##### Records provided

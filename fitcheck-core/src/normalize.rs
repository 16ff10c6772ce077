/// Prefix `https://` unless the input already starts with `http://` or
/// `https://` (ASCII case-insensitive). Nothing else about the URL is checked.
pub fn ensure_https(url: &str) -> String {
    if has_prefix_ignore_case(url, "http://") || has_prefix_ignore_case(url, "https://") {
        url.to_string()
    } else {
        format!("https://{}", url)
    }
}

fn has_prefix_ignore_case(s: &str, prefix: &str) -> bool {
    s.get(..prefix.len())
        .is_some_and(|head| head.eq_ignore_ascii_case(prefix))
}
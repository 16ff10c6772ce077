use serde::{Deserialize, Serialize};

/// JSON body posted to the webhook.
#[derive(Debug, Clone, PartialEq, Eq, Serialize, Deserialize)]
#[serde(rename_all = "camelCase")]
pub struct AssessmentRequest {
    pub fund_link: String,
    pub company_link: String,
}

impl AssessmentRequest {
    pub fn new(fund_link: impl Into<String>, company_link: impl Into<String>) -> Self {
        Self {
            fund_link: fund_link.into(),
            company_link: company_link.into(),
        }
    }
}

##########
##### Records provided

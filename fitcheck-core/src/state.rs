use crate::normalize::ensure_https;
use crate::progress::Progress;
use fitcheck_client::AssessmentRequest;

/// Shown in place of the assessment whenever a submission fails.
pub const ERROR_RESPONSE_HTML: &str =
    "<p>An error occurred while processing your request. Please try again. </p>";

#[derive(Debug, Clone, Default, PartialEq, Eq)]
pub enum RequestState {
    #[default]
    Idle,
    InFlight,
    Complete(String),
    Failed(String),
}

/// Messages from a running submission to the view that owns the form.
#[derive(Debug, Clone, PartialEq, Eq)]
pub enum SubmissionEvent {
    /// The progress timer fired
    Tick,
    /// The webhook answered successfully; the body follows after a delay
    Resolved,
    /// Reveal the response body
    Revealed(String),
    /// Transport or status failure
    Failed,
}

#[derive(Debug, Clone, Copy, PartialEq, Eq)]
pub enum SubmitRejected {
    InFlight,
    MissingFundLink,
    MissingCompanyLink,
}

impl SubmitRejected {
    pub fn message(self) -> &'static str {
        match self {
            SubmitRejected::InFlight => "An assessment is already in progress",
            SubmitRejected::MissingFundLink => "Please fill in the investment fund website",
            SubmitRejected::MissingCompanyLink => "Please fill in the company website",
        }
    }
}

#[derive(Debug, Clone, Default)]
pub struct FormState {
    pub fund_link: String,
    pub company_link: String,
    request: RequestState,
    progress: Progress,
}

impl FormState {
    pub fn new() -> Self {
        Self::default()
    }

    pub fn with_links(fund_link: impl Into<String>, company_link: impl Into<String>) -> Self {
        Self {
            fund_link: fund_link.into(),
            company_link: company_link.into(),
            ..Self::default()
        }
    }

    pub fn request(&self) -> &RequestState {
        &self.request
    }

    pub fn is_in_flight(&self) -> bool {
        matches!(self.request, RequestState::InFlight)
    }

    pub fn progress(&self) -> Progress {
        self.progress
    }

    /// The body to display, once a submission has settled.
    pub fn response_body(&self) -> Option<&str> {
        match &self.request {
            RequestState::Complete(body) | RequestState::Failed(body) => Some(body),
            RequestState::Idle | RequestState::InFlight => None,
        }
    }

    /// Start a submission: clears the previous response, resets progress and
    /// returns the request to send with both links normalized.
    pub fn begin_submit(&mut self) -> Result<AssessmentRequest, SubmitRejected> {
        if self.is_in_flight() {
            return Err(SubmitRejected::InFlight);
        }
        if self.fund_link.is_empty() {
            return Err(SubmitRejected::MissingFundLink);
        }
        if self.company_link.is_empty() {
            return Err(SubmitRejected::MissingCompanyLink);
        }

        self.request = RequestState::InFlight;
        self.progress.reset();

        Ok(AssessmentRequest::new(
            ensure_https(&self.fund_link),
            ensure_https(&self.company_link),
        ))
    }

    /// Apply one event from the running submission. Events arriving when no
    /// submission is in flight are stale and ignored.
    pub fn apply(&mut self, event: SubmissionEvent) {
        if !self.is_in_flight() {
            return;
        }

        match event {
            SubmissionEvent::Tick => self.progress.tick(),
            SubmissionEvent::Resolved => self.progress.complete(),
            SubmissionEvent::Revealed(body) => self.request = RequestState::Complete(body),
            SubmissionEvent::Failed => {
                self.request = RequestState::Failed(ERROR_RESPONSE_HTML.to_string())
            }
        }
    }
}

##########
##### Records provided

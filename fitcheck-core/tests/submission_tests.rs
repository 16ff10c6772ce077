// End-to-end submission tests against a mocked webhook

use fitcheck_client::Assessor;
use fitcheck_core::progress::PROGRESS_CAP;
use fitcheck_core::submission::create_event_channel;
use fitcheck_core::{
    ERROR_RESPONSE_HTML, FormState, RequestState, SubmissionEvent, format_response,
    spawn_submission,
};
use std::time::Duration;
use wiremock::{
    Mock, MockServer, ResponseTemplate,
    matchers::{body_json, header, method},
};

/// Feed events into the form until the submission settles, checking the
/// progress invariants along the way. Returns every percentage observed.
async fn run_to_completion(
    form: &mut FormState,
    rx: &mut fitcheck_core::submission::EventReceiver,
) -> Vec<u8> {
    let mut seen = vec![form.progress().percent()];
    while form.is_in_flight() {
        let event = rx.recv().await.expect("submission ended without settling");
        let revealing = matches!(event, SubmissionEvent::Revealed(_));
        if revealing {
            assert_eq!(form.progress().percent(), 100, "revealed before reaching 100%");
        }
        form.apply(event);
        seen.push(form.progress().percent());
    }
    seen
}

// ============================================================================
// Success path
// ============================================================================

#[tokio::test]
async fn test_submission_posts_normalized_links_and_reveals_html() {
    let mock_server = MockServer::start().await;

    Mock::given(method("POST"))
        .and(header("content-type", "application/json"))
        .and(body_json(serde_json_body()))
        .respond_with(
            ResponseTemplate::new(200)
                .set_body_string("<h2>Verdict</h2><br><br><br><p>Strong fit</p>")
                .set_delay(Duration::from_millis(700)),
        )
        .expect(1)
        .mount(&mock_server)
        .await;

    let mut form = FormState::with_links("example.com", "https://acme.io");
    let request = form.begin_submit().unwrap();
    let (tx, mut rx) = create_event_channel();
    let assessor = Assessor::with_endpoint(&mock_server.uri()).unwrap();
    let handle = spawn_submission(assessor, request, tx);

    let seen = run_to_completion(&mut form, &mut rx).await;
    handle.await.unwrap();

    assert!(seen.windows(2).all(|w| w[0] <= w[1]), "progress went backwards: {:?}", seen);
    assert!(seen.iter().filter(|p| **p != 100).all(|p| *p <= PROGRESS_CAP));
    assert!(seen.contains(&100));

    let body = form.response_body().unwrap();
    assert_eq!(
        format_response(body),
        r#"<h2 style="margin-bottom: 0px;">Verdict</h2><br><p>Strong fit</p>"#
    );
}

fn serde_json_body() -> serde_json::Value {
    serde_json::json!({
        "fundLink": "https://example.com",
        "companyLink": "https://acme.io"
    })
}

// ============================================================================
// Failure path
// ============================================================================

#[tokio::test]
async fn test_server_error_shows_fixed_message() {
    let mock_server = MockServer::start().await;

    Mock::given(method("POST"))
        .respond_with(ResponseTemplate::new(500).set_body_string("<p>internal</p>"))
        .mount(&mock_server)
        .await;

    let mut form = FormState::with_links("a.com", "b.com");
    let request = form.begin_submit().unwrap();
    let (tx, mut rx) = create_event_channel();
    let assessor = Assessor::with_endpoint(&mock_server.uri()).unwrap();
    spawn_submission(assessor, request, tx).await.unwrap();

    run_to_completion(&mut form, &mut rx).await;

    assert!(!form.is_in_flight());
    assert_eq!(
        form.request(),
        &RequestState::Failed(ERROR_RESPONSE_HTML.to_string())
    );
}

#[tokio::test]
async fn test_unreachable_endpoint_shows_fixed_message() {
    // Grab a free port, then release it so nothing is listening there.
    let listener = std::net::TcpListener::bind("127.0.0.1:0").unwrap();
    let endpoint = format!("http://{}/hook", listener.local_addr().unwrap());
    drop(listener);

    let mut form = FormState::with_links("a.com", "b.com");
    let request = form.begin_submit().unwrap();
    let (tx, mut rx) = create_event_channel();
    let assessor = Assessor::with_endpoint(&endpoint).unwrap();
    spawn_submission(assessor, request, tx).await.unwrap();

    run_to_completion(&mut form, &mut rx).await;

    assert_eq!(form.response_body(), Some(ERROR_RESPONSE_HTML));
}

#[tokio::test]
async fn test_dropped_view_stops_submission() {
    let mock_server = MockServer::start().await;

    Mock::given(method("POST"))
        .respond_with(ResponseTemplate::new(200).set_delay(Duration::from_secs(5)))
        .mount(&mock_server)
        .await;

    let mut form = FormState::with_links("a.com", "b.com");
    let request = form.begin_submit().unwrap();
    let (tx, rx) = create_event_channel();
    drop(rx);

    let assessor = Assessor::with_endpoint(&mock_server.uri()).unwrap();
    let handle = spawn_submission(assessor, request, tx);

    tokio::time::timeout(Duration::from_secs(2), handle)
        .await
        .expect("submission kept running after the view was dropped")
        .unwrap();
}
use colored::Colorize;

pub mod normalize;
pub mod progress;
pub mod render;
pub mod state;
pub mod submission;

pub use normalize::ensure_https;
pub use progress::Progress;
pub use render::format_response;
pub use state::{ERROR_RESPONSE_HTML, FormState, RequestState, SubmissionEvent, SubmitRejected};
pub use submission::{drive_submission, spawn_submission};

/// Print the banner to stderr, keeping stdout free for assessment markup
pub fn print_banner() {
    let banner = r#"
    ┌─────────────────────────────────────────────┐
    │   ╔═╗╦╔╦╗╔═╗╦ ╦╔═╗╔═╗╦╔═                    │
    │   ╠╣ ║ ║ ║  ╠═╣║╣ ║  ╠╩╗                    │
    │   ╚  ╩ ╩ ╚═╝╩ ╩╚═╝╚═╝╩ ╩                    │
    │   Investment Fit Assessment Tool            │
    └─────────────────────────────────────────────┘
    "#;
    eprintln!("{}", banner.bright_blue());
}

##########

What you will do: Would you retype exactly the lines above, from the line with "filename fitcheck-core/src/normalize.rs" to the line with "fn has_prefix_ignore_case(s: &str, prefix: &str)", with both end lines kept and nothing more?

Response to the exercise:
filename fitcheck-core/src/normalize.rs
repository 16ff10c6772ce077
/// Prefix `https://` unless the input already starts with `http://` or
/// `https://` (ASCII case-insensitive). Nothing else about the URL is checked.
pub fn ensure_https(url: &str) -> String {
    if has_prefix_ignore_case(url, "http://") || has_prefix_ignore_case(url, "https://") {
        url.to_string()
    } else {
        format!("https://{}", url)
    }
}

fn has_prefix_ignore_case(s: &str, prefix: &str) -> bool {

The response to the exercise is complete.